Ink Spots at the Savoy

Weegee, [Ink Spots performing at the Savoy Ballroom], October 1943 (660.1993) (Eastman Kodak Safety film, 4×5 negative)

‘Cootie’ Williams, Sultans Score at Savoy Reopening
New York – When the Savoy Ballroom opened its doors last Friday night there was a line at the box office which wrapped around the block to get in on the first night reopening. As early as seven o’clock, two hours before opening time, the crowd was waiting to jump to the music of Cootie Williams and the Savoy Sultans. With a limited by law capacity of 1500, the sale of tickets had to be discontinued four times. But still the jitterbugs came.


An unexpected added attraction, the world famous Ink Spots sang a few numbers for a more than appreciative audience. And the familiar strains of the swing which the “Home of Happy Feet” was always famous for, kept the Lindy Hoppers happy.
There are a few changes there, including the new leather upholstery, the sign which is required by the fire laws giving the capacity of the hall in a conspicuous place, and the uniformed special officers. Otherwise, it’s still the same old Savoy. The Pittsburgh Courier, October 30, 1943, p. 19

Weegee, [Ink Spots performing at the Savoy Ballroom, New York], October 1943 (15856.1993) (Gelatin silver print, 8×10 inches)

After seventeen years of operation the Savoy Ballroom (596 Lenox Avenue) was closed by the New York City Police Department in April 1943. When the Savoy reopened on Friday, October 22, 1943, the Cootie Williams Orchestra and Savoy Sultans performed, and the Ink Spots also sang a few songs.

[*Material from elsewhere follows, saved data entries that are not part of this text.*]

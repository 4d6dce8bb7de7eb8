// Copyright 2023-Present Datadog, Inc. https://www.datadoghq.com/
// SPDX-License-Identifier: Apache-2.0

//! Turning trace segments into aggregation records.
//!
//! For every segment the [`SegmentParser`] asks the [`ListenerRegistry`] for a
//! fresh set of [`SpanListener`]s, walks the segment's spans and global trace
//! ids, and hands each one to the listeners that declared the matching
//! [`Point`]. Once the whole segment has been seen, every listener's `build`
//! pushes the records it accumulated into its graph.

use std::marker::PhantomData;
use std::sync::Arc;

use tracing::{debug, warn};

use crate::errors::ListenerError;
use crate::graph::{GraphId, GraphRegistry};
use crate::instrument::ComputingMetrics;
use crate::record::AggregationRecord;

mod global_trace;
mod mapping;
mod metric;
mod parser;
mod segment;
mod service;

pub use global_trace::GlobalTraceSpanListener;
pub use mapping::{ApplicationMappingSpanListener, InstanceMappingSpanListener};
pub use metric::{ApplicationMetricSpanListener, InstanceMetricSpanListener};
pub use parser::SegmentParser;
pub use segment::{ReferenceDecorator, Segment, SpanDecorator, SpanLayer, SpanType, UniqueId};
pub use service::{ServiceMetricSpanListener, ServiceReferenceMetricSpanListener};

/// Places in a segment a listener can subscribe to.
#[derive(Clone, Copy, Debug, PartialEq, Eq, Hash)]
pub enum Point {
    First,
    Entry,
    Exit,
    Local,
    GlobalTraceIds,
}

/// Identity of the segment being parsed.
#[derive(Clone, Debug, Default, PartialEq, Eq)]
pub struct SegmentContext {
    pub segment_id: String,
    pub application_id: i32,
    pub application_instance_id: i32,
}

impl From<&Segment> for SegmentContext {
    fn from(segment: &Segment) -> Self {
        Self {
            segment_id: segment.segment_id.clone(),
            application_id: segment.application_id,
            application_instance_id: segment.application_instance_id,
        }
    }
}

/// Per-segment accumulator of records.
///
/// A listener instance only ever sees one segment. The parser calls the
/// `parse_*` methods for the points listed by [`SpanListener::points`], then
/// `build` exactly once.
pub trait SpanListener: Send {
    fn points(&self) -> &'static [Point];

    fn contains_point(&self, point: Point) -> bool {
        self.points().contains(&point)
    }

    fn parse_first(
        &mut self,
        _span: &SpanDecorator,
        _segment: &SegmentContext,
    ) -> Result<(), ListenerError> {
        Ok(())
    }

    fn parse_entry(
        &mut self,
        _span: &SpanDecorator,
        _segment: &SegmentContext,
    ) -> Result<(), ListenerError> {
        Ok(())
    }

    fn parse_exit(
        &mut self,
        _span: &SpanDecorator,
        _segment: &SegmentContext,
    ) -> Result<(), ListenerError> {
        Ok(())
    }

    fn parse_local(
        &mut self,
        _span: &SpanDecorator,
        _segment: &SegmentContext,
    ) -> Result<(), ListenerError> {
        Ok(())
    }

    fn parse_global_trace_id(
        &mut self,
        _id: &UniqueId,
        _segment: &SegmentContext,
    ) -> Result<(), ListenerError> {
        Ok(())
    }

    /// Pushes the accumulated records into their graphs.
    fn build(self: Box<Self>, graphs: &GraphRegistry);
}

pub trait SpanListenerFactory: Send + Sync {
    /// Short name used in instrumentation labels.
    fn name(&self) -> &str;

    fn create(&self) -> Box<dyn SpanListener>;
}

/// Factory for listeners that start out in their `Default` state.
pub struct DefaultListenerFactory<L> {
    name: &'static str,
    _listener: PhantomData<fn() -> L>,
}

impl<L> DefaultListenerFactory<L> {
    #[must_use]
    pub fn new(name: &'static str) -> Self {
        Self {
            name,
            _listener: PhantomData,
        }
    }
}

impl<L: SpanListener + Default + 'static> SpanListenerFactory for DefaultListenerFactory<L> {
    fn name(&self) -> &str {
        self.name
    }

    fn create(&self) -> Box<dyn SpanListener> {
        Box::<L>::default()
    }
}

/// Ordered set of listener factories.
pub struct ListenerRegistry {
    factories: Vec<(String, Box<dyn SpanListenerFactory>)>,
    metrics: Arc<ComputingMetrics>,
}

impl ListenerRegistry {
    #[must_use]
    pub fn new(metrics: Arc<ComputingMetrics>) -> Self {
        Self {
            factories: Vec::new(),
            metrics,
        }
    }

    /// Registry holding every built-in listener.
    #[must_use]
    pub fn with_default_listeners(metrics: Arc<ComputingMetrics>) -> Self {
        let mut registry = Self::new(metrics);
        registry.register(DefaultListenerFactory::<GlobalTraceSpanListener>::new(
            "globalTraceSpanListener",
        ));
        registry.register(DefaultListenerFactory::<InstanceMappingSpanListener>::new(
            "instanceMappingSpanListener",
        ));
        registry.register(
            DefaultListenerFactory::<ApplicationMappingSpanListener>::new(
                "applicationMappingSpanListener",
            ),
        );
        registry.register(DefaultListenerFactory::<ApplicationMetricSpanListener>::new(
            "applicationMetricSpanListener",
        ));
        registry.register(DefaultListenerFactory::<InstanceMetricSpanListener>::new(
            "instanceMetricSpanListener",
        ));
        registry.register(DefaultListenerFactory::<ServiceMetricSpanListener>::new(
            "serviceMetricSpanListener",
        ));
        registry.register(
            DefaultListenerFactory::<ServiceReferenceMetricSpanListener>::new(
                "serviceReferenceMetricSpanListener",
            ),
        );
        registry
    }

    pub fn register(&mut self, factory: impl SpanListenerFactory + 'static) {
        let label = format!("/segment/parse/createSpanListeners/{}", factory.name());
        self.factories.push((label, Box::new(factory)));
    }

    #[must_use]
    pub fn len(&self) -> usize {
        self.factories.len()
    }

    #[must_use]
    pub fn is_empty(&self) -> bool {
        self.factories.is_empty()
    }

    /// One new listener per registered factory, in registration order.
    #[must_use]
    pub fn create_listeners(&self) -> Vec<Box<dyn SpanListener>> {
        self.factories
            .iter()
            .map(|(label, factory)| self.metrics.time(label, || factory.create()))
            .collect()
    }
}

/// Starts every record in graph `graph_id`. Records the graph rejects are
/// dropped with a warning.
pub(crate) fn start_all<T>(graphs: &GraphRegistry, graph_id: GraphId, records: Vec<T>)
where
    T: AggregationRecord,
{
    if records.is_empty() {
        return;
    }
    let graph = match graphs.lookup::<T>(graph_id) {
        Ok(graph) => graph,
        Err(e) => {
            warn!("Dropping {} records: {e}", records.len());
            return;
        }
    };
    for record in records {
        debug!("Starting graph {graph_id} with record {}", record.id());
        if let Err(e) = graph.start(record) {
            warn!("Dropping record for graph {graph_id}: {e}");
        }
    }
}

#[cfg(test)]
pub(crate) mod test_support {
    use super::*;
    use crate::graph::test_support::{Collected, CollectingWorker};
    use crate::graph::Stage;
    use tokio_util::sync::CancellationToken;

    pub(crate) const START_TIME: i64 = 1_520_350_937_123;
    pub(crate) const BUCKET: i64 = 201_803_061_542;

    /// Registry with a single collecting graph for `T`.
    pub(crate) fn collecting_registry<T: AggregationRecord>(
        graph_id: GraphId,
        cancel: &CancellationToken,
    ) -> (GraphRegistry, Collected<T>) {
        let collected = Collected::default();
        let mut graphs = GraphRegistry::new();
        graphs
            .spawn(
                graph_id,
                Stage::new(CollectingWorker::new(1, collected.clone())),
                cancel,
            )
            .expect("spawn failed");
        (graphs, collected)
    }

    pub(crate) fn context() -> SegmentContext {
        SegmentContext {
            segment_id: "seg-1".to_string(),
            application_id: 2,
            application_instance_id: 7,
        }
    }

    pub(crate) fn span(span_type: SpanType, refs: Vec<ReferenceDecorator>) -> SpanDecorator {
        SpanDecorator {
            span_type,
            operation_name_id: 42,
            start_time: START_TIME,
            end_time: START_TIME + 20,
            refs,
            ..SpanDecorator::default()
        }
    }

    pub(crate) fn reference(network_address_id: i32) -> ReferenceDecorator {
        ReferenceDecorator {
            parent_application_id: 5,
            parent_application_instance_id: 9,
            network_address_id,
            parent_service_id: 17,
            entry_service_id: 17,
            parent_segment_id: "parent".to_string(),
        }
    }
}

Weegee photographed the Ink Spots performing at the Savoy Ballroom, presumably at the reopening on October 22nd, 1943. Two years later the photo was used in the “Harlem” chapter of Naked City, in part, to illustrate improved race relations after the Harlem riots, which occurred just two months earlier, in August, 1943. This wonderful photo of the Ink Spots has presumably not been published in 73 years and the full-frame negative has never been published before. Almost exactly a month after the above photo was made (and the impetus for this series of blog posts looking at Weegee’s work in October, 1943), Weegee made one of the most significant photos in his life and perhaps one of the most significant photos in the 20th century, “The Critic.”

Weegee, Naked City, 1945, p. 200

About a week after Weegee’s photo was made, the Ink Spots and Ella Fitzgerald recorded Cow Cow Boogie. (Foo-Gee is anachronistic but fun.) Don’t Believe Everything You Dream was recorded about two weeks after Weegee’s photo was made.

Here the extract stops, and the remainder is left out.